Title: Context-Aware Resource Management in Multi-Inhabitant Smart Homes:
A Nash H-Learning based Approach
Authors: Nirmalya Roy, Abhishek Roy and Sajal K Das
Abstract: A smart home aims at building intelligence automation with a goal to
provide its inhabitants with maximum possible comfort, minimize the
resource consumption and thus overall cost of maintaining the home.

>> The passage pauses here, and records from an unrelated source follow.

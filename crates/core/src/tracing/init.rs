//! Initialization functions for tracing

use anyhow::Result;
use tracing_subscriber::{EnvFilter, layer::SubscriberExt, util::SubscriberInitExt};

use crate::tracing::config::{InstrumentationConfig, LogFormat};

/// Initialize tracing with the given configuration
pub fn init_tracing(config: &InstrumentationConfig) -> Result<()> {
    // RUST_LOG wins over the configured level
    let env_filter = EnvFilter::try_from_default_env()
        .or_else(|_| EnvFilter::try_new(&config.log_level))
        .unwrap_or_else(|_| EnvFilter::new("info"));

    match config.format {
        LogFormat::Pretty => {
            let fmt_layer = tracing_subscriber::fmt::layer()
                .with_target(true)
                .with_thread_ids(true)
                .with_thread_names(true);

            tracing_subscriber::registry()
                .with(fmt_layer)
                .with(env_filter)
                .try_init()?;
        }
        LogFormat::Json => {
            let fmt_layer = tracing_subscriber::fmt::layer()
                .json()
                .with_target(true)
                .with_current_span(true);

            tracing_subscriber::registry()
                .with(fmt_layer)
                .with(env_filter)
                .try_init()?;
        }
    }

    tracing::info!(service = %config.service_name, "tracing initialized");
    Ok(())
}

/// Initialize with default configuration from environment
pub fn init_default() -> Result<()> {
    let config = InstrumentationConfig::from_env();
    init_tracing(&config)
}

/// Initialize with development configuration
pub fn init_dev() -> Result<()> {
    let config = InstrumentationConfig::dev();
    init_tracing(&config)
}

"Context Awareness" is perhaps the most salient feature of such an
intelligent environment. Clearly, an inhabitant's mobility and
activities play a significant role in defining his contexts in and
around the home. Although there exists an optimal algorithm for
location and activity tracking of a single inhabitant, the
correlation and dependence between multiple inhabitants' contexts
within the same environment make the location and activity tracking
more challenging. In this paper, we first prove that the optimal
location prediction across multiple inhabitants in smart homes is an
NP-hard problem. Next, to capture the correlation and interactions
between different inhabitants' movements (and hence activities), we
develop a novel framework based on a game theoretic, Nash
H-learning approach that attempts to minimize the joint location
uncertainty. Our framework achieves a Nash equilibrium such that no
inhabitant is given preference over others. This results in more
accurate prediction of contexts and more adaptive control of
automated devices, thus leading to a mobility-aware resource (say,
energy) management scheme in multi-inhabitant smart homes.

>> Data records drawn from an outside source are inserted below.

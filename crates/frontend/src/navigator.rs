//! Browser navigation for sign-out redirects

use authstate_core::Navigator;
use tracing::warn;

/// Navigates with `location.replace`, so the page being left is not kept in history
#[derive(Debug, Clone, Copy, Default)]
pub struct BrowserNavigator;

impl Navigator for BrowserNavigator {
    fn redirect_replacing(&self, path: &str) {
        let Some(window) = web_sys::window() else {
            warn!(path, "no window available for redirect");
            return;
        };

        if let Err(err) = window.location().replace(path) {
            warn!(path, error = ?err, "redirect failed");
        }
    }
}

Experimental results demonstrate that the proposed framework is
capable of adaptively controlling a smart environment, thus reduces
energy consumption and enhances the comfort of the inhabitants.
Biography: Nirmalya Roy is a PhD student at Department
of Computer Science and Engineering, University of Texas at Arlington.
He is a member of CReWMaN Lab. from 2002 and his advisor is Professor Sajal K. Das.